Dataset entries:

◆ ◆ ◆ ◆ ◆

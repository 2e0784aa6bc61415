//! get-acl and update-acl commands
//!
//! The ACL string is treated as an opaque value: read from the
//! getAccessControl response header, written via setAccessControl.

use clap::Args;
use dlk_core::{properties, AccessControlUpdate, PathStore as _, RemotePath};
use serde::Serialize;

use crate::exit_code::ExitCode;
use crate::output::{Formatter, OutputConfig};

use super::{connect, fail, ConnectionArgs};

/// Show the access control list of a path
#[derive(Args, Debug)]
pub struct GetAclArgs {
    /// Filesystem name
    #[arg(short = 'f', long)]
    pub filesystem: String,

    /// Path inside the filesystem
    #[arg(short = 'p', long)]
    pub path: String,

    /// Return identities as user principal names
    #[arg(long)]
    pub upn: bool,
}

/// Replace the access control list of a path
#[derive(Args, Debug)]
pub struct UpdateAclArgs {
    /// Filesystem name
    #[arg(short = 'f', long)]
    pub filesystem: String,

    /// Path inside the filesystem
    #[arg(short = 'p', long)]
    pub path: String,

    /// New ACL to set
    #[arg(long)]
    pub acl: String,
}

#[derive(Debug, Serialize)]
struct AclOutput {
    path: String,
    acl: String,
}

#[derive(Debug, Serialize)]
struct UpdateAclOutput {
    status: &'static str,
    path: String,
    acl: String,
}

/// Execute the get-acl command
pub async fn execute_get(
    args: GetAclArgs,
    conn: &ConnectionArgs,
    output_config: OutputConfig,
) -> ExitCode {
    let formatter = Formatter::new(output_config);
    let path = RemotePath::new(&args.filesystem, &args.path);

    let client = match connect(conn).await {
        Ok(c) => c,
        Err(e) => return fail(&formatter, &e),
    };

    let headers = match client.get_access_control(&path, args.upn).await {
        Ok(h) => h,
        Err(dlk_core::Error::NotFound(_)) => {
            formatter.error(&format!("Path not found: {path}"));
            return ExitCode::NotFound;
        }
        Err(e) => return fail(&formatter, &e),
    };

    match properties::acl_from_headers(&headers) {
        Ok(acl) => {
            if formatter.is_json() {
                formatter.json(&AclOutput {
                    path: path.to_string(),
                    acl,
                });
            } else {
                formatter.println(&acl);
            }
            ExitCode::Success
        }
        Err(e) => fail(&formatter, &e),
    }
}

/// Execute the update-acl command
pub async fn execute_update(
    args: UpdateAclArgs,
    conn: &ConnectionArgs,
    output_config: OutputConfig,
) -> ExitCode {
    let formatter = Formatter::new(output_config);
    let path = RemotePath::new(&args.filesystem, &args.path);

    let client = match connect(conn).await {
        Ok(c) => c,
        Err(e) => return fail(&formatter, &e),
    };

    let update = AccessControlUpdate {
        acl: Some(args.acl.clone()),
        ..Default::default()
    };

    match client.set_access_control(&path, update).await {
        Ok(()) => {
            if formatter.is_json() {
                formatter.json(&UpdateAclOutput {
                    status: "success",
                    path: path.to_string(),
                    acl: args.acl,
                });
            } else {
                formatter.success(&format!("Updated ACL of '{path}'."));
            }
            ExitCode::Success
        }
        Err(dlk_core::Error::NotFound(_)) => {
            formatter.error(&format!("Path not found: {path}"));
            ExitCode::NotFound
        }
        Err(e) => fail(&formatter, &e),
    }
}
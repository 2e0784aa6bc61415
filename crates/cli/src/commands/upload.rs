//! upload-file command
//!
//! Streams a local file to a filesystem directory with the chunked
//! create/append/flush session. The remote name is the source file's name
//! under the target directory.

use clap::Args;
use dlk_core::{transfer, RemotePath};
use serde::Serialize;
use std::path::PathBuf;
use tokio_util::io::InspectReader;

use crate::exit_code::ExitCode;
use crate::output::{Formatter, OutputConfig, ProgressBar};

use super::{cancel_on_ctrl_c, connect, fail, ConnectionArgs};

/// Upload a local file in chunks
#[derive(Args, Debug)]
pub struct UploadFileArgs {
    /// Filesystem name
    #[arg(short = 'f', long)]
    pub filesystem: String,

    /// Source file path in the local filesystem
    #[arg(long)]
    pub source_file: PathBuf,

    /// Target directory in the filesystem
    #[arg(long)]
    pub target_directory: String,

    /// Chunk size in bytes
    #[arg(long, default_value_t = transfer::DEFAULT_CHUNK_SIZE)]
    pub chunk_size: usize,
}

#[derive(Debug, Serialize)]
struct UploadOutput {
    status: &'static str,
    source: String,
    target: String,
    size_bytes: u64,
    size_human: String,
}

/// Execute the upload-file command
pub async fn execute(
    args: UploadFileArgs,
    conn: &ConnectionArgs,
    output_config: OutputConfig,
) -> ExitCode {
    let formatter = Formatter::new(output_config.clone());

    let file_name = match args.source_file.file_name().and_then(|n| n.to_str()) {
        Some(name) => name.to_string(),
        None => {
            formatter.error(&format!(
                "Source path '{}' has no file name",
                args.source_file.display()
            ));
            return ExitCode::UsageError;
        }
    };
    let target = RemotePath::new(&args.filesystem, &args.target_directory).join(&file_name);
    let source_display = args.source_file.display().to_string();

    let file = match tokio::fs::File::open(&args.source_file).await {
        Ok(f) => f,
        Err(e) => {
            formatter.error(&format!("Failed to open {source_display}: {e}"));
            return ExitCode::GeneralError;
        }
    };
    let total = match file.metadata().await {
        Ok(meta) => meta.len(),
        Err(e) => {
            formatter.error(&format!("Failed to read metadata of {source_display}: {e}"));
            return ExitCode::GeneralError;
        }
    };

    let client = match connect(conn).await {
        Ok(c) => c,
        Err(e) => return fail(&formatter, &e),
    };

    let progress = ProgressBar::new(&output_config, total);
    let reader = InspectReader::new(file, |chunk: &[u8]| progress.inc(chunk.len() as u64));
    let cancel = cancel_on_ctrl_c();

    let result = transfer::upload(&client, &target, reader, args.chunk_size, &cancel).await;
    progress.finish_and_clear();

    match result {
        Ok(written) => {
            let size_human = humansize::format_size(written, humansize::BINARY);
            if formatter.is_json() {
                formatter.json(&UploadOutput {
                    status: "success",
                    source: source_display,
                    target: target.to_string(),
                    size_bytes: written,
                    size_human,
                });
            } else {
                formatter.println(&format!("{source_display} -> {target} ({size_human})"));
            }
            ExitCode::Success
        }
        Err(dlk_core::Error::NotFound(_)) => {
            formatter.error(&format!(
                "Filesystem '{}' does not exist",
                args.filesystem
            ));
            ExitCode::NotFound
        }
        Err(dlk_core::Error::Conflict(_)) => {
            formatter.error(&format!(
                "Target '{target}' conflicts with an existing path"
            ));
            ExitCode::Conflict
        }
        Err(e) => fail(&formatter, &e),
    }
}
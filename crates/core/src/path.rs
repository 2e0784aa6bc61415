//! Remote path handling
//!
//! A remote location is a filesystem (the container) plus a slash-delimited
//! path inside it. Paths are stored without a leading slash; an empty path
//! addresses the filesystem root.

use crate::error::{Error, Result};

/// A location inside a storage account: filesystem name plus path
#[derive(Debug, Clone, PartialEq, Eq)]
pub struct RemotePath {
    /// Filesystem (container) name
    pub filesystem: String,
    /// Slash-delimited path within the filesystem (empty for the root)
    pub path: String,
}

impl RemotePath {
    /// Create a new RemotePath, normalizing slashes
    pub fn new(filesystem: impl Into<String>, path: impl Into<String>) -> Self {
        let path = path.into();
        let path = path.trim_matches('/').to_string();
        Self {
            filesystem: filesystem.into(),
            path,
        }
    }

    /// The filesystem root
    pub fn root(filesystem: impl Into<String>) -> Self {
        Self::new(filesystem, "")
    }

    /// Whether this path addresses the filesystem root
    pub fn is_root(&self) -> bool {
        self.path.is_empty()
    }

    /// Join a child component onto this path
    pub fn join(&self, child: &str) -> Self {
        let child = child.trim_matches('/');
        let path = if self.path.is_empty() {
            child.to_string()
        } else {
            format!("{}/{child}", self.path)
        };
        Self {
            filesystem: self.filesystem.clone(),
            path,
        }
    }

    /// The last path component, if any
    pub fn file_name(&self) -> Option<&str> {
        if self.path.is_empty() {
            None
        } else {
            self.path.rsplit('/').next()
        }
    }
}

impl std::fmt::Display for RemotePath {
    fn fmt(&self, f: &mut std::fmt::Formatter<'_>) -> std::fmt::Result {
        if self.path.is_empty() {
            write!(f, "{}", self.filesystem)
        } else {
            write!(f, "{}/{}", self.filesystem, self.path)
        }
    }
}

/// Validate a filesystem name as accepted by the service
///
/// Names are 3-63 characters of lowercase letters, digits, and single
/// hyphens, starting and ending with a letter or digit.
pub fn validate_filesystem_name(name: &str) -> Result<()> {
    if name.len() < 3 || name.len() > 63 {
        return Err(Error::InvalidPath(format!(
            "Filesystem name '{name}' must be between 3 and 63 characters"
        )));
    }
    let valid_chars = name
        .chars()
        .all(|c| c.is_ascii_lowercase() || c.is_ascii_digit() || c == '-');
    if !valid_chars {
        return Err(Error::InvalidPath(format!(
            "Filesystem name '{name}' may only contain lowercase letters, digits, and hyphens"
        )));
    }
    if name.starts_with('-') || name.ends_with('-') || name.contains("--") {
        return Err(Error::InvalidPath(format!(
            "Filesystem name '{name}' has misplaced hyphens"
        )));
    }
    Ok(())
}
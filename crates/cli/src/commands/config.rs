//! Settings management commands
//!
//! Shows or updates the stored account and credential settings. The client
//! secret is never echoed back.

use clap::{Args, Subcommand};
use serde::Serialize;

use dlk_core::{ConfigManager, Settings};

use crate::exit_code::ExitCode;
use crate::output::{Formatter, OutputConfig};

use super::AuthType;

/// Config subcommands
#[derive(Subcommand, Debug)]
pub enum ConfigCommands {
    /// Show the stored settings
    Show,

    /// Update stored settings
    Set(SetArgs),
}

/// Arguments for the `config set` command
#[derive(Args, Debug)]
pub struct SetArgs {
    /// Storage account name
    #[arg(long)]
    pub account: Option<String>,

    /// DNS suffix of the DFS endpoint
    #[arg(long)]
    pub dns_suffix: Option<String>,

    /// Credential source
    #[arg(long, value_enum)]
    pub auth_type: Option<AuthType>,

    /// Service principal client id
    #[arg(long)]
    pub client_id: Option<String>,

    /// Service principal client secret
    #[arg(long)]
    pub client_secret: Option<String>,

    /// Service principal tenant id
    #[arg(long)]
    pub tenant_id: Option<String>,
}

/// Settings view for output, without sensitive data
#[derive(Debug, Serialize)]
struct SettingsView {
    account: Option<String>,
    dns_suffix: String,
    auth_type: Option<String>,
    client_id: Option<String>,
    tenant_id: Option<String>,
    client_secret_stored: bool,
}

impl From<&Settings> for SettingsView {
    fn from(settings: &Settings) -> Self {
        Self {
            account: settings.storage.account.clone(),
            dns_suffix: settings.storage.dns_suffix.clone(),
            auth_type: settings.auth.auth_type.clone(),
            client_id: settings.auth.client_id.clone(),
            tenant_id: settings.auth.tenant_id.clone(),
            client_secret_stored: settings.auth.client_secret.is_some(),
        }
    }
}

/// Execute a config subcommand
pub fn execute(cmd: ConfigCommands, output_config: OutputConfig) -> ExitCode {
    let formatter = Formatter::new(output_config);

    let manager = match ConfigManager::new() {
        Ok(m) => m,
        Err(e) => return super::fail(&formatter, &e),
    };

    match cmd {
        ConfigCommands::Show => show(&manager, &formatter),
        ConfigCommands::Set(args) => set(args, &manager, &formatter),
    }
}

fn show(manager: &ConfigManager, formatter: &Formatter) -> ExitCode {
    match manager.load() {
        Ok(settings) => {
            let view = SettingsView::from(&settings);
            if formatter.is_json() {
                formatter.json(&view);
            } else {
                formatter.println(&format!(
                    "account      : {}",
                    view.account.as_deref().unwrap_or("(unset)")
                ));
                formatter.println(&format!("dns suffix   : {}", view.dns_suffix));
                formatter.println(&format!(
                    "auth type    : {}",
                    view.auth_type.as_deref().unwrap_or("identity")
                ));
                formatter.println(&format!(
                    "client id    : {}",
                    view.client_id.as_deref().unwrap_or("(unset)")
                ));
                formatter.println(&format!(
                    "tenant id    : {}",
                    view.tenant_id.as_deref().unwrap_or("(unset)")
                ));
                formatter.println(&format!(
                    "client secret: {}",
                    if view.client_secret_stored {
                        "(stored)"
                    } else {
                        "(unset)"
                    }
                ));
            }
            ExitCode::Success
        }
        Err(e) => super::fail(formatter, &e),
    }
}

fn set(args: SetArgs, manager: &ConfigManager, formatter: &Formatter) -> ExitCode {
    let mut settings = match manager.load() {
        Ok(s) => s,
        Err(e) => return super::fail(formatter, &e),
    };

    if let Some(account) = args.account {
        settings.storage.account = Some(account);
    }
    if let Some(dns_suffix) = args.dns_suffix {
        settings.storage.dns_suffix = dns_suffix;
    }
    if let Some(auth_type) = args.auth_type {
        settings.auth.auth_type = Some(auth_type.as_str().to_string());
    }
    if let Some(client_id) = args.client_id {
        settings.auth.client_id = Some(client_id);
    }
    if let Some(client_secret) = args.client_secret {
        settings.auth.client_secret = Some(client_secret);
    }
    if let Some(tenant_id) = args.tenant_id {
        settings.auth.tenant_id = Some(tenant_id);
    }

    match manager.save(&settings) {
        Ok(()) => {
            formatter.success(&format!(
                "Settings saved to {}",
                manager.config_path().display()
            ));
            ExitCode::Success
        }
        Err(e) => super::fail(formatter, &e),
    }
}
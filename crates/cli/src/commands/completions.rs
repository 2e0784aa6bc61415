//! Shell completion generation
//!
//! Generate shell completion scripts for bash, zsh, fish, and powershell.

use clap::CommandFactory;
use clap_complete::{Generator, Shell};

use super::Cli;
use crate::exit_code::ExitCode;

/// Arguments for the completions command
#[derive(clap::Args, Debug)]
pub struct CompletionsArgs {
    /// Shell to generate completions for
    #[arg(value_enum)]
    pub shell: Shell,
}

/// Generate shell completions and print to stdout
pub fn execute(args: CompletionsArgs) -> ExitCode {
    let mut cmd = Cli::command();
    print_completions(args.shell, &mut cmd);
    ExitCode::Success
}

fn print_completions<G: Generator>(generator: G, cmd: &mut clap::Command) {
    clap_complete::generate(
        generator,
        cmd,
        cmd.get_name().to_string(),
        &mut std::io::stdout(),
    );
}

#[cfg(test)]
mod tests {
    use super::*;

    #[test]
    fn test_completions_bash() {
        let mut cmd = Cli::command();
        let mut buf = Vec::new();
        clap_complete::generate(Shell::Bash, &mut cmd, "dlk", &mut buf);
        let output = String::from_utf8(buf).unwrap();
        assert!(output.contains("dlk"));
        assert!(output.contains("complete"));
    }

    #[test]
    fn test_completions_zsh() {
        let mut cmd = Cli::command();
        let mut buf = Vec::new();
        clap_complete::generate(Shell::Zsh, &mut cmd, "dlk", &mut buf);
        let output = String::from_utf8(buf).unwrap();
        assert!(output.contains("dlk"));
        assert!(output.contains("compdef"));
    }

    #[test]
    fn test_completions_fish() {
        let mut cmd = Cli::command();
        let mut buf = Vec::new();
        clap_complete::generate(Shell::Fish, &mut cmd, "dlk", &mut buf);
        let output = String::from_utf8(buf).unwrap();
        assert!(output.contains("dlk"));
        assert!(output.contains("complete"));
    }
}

◆ ◆ ◆ ◆ ◆

Work instruction>
In the entries above, tally the lines that hold the string "bool" and give only the count.

Finished exercise>
3